Quote from bankroll:
Either by Michael Covel or Paul Tudor Jones it is not clear from which of the two.
The question is what is the truth of the statement? Or your opinion?
As I remember, covel is a parasite of trend following just as David Goodboy is a parasite of money broker for passive market participants.
PTJ ran a firm that traded his and OPM.
You are asking a science question, maybe.
The systemmic operation of the market is a system that is without noise, flaws nor anomalies. This is a characteristic of a scientific system.
Your question was answred long before PTJ or the people Covel interviewed and quoted.
A scientific review of the operation of a market involves mathematics. The necessary indgredients include data and its processing using mathematical tools.
The key limiting ingredient comes from the examination of market variables and particularly their most commonly overlooked characteristic. As OP you may want to put on ignore all posts that violate anything unscientific or not mathematically founded and expressed.
Start with the granularity of the variables. for example discard each book that does not discuss granularity in chapter one.
Only a minority of your posters deal with the independent variable of the market. Don't ignore those that do.
You see professional trading. Its primary source of income is fees and commissions. Neither have anything to do with science or mathematics.
I tught trading to students for 10 years. All made profits trading. Each of the 10 years I taught different students. All students had their math aptitude tested "before" and "after" The 100% sample was a SRS because anyone could walk through the door of my classroom. On a six sigma basis the average shift was 1. 23 sigma. The scoring was from a large sample (the largest in the world at that time).
IQ changes at a rapid rate as young people grow older.
A unique characteristic of my classroom was one wall. floor to ceiling in piles of 25 it was filled with corporate annual reports. secondly, it had a full broker service from S&P. All students subscribed to the WSJ. they also did daly charts of their portfolios. A list was always on the wall of every stock charted.
In class I answers questions asked by the students as the classroom modus.
In March they completed the long form 1040. Two texts they read and prepared personal illustrations for were: "Beat the Dealer" and "how to Kie With Statisitics". Their illustrations of mistakes were from public periodicals the WSJ and anything else they discovered and referenced in books.
Every year at least one student traded real money to pay for his college education.
My opinion of young people, roughly speaking, is that their religion closely approximates money as a religion.
My students all felt that trading and investing is a teachable science.
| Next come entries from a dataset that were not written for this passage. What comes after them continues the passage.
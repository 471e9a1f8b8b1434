//! 告警文本中识别的字段标签词表与公共正则片段。

use regex::Regex;
use shaobing_core::alert::error::AlertError;

/// 标的标签（较长的词须排在其前缀词之前）
pub const INSTRUMENT: &str = r"股票代码|标的代码|标的|品种|代码|股票|\b(?i:symbol|ticker)\b";
/// 周期标签
pub const PERIOD: &str = r"周期|\b(?i:period|interval)\b";
/// 价格标签
pub const PRICE: &str = r"当前价格|现价|收盘价|价格|\b(?i:price|close)\b";
/// 信号标签
pub const SIGNAL: &str = r"信号|\b(?i:signal)\b";
/// 指标标签
pub const INDICATOR: &str = r"指标|\b(?i:indicator)\b";
/// 标签与取值之间的分隔符
pub const SEP: &str = r"\s*[:：]\s*";

/// 标的标签的裸词形式，用于修剪推断信号末尾残留的标签词
pub const INSTRUMENT_WORDS: &[&str] = &["股票代码", "标的代码", "标的", "品种", "代码", "股票"];

/// 所有标签的并集
pub fn any_label() -> String {
    format!("(?:{INSTRUMENT}|{PERIOD}|{PRICE}|{SIGNAL}|{INDICATOR})")
}

/// # Summary
/// 编译一条命名规则的正则。
///
/// # Returns
/// 编译失败时返回带规则名的 `AlertError::Pattern`。
pub fn compile(rule: &'static str, pattern: &str) -> Result<Regex, AlertError> {
    Regex::new(pattern).map_err(|e| AlertError::Pattern {
        rule,
        reason: e.to_string(),
    })
}
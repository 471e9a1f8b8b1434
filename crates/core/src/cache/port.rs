use crate::cache::error::CacheError;
use async_trait::async_trait;
use serde::{Serialize, de::DeserializeOwned};

/// # Summary
/// 进程级共享的异步 KV 缓存接口 (Port)，用于跨请求复用证券名称解析结果。
///
/// # Invariants
/// - 处理原始字节，确保 Trait 是对象安全的 (Object Safe)。
/// - 实现必须支持并发读写，并自行保证容量有界（淘汰策略由实现决定）。
#[async_trait]
pub trait Cache: Send + Sync {
    /// # Summary
    /// 写入原始字节数据。
    ///
    /// # Logic
    /// 1. 以原子方式覆盖写入。
    /// 2. 写入后若超过容量上限，由实现执行淘汰。
    ///
    /// # Arguments
    /// * `key`: 唯一键。
    /// * `value`: 原始字节数组。
    async fn set_raw(&self, key: &str, value: Vec<u8>) -> Result<(), CacheError>;

    /// # Summary
    /// 读取原始字节数据。
    ///
    /// # Returns
    /// 存在且未过期则返回 `Some(Vec<u8>)`，否则返回 `None`。
    async fn get_raw(&self, key: &str) -> Result<Option<Vec<u8>>, CacheError>;

    /// 删除指定键，键不存在时同样返回 Ok。
    async fn del(&self, key: &str) -> Result<(), CacheError>;

    /// 当前持有的条目数量 (含尚未清理的过期条目)。
    async fn len(&self) -> usize;
}

/// # Summary
/// 缓存泛型扩展接口，提供 JSON 序列化支持。
///
/// # Invariants
/// - 自动为所有实现 `Cache` 的类型提供支持。
#[async_trait]
pub trait CacheExt: Cache {
    /// # Summary
    /// 存入强类型对象。
    ///
    /// # Logic
    /// 1. 使用 JSON 序列化对象。
    /// 2. 调用底层 `set_raw` 写入。
    async fn set<T: Serialize + Send + Sync>(
        &self,
        key: &str,
        value: &T,
    ) -> Result<(), CacheError> {
        let bytes = serde_json::to_vec(value).map_err(|e| CacheError::Serialize(e.to_string()))?;
        self.set_raw(key, bytes).await
    }

    /// # Summary
    /// 取出强类型对象。
    ///
    /// # Logic
    /// 1. 调用底层 `get_raw` 获取字节。
    /// 2. 使用 JSON 反序列化为目标类型。
    async fn get<T: DeserializeOwned + Send>(&self, key: &str) -> Result<Option<T>, CacheError> {
        match self.get_raw(key).await? {
            Some(bytes) => {
                let val = serde_json::from_slice(&bytes)
                    .map_err(|e| CacheError::Deserialize(e.to_string()))?;
                Ok(Some(val))
            }
            None => Ok(None),
        }
    }
}

impl<T: Cache + ?Sized> CacheExt for T {}
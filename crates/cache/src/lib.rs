//! # `shaobing-cache` - 缓存适配器
//!
//! 提供 `shaobing_core::cache::port::Cache` 的进程内实现。

pub mod mem;
//! # `shaobing-symbol` - 证券名称解析
//!
//! 缓存 → 静态映射表 → 行情源 A → 行情源 B 的有序回退链。

pub mod classify;
pub mod resolver;
pub mod table;
use config::{Config, ConfigError, Environment, File};
use shaobing_core::config::AppConfig;

/// 环境变量前缀，如 `SHAOBING__SERVER__PORT=9000`
const ENV_PREFIX: &str = "SHAOBING";

/// # Summary
/// 分层加载应用配置。
///
/// # Logic
/// 1. 结构体默认值兜底 (`#[serde(default)]`)。
/// 2. 可选文件 `{path}.toml` (缺失不报错)。
/// 3. `SHAOBING__SECTION__KEY` 环境变量覆盖。
///
/// # Arguments
/// * `path` - 不含扩展名的配置文件路径，通常为 `config/default`。
pub fn load(path: &str) -> Result<AppConfig, ConfigError> {
    Config::builder()
        .add_source(File::with_name(path).required(false))
        .add_source(Environment::with_prefix(ENV_PREFIX).separator("__"))
        .build()?
        .try_deserialize()
}
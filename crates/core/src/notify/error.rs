use thiserror::Error;

/// # Summary
/// 告警投递错误枚举。
///
/// # Invariants
/// - 投递失败只影响本次中继结果，不影响流水线产出。
#[derive(Error, Debug)]
pub enum NotifyError {
    /// 网络连接或传输错误
    #[error("Network error: {0}")]
    Network(String),

    /// 配置错误 (如缺少 Webhook 地址或 Bot Token)
    #[error("Configuration error: {0}")]
    Config(String),

    /// 目标平台返回的错误 (如 Telegram API Error、群机器人 errcode 非 0)
    #[error("Platform error: {0}")]
    Platform(String),
}
/// # Summary
/// 为进程安装 `ring` 加密后端，供所有基于 rustls 的 HTTP 客户端共用。
///
/// # Invariants
/// - 可重复调用；已安装时保持现状。
pub fn ensure_crypto_provider() {
    if rustls::crypto::CryptoProvider::get_default().is_none()
        && rustls::crypto::ring::default_provider()
            .install_default()
            .is_err()
    {
        tracing::debug!("Crypto provider installed concurrently");
    }
}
They also felt it had a broader base than most sciences.
Once at midnight, two past students came to me with a problem. One had just inhereted the first portion of her trust (6 mil). the question was: Can I sky dive now that I am 21. I said: "conditionally, write a proof and deliver it to your grandmother and your parents. then see that they have accepted the proof". Skydiving is your decision and you have the responsibilty to prove what you do is resoned.
A lot of the posts here are proofs of personal beliefs. Beliefs are just consequences of learning.
I did not try to prove teaching scientific trading is possible. I just feel science and mathematics is part of everyday life. The name of the course was "Environmental Math"*. Everyone had to have a checking account. In those days 1,200 a month was spent on clothing in schools that had uniforms.
* Later what was wrong out there became known as the envoronment.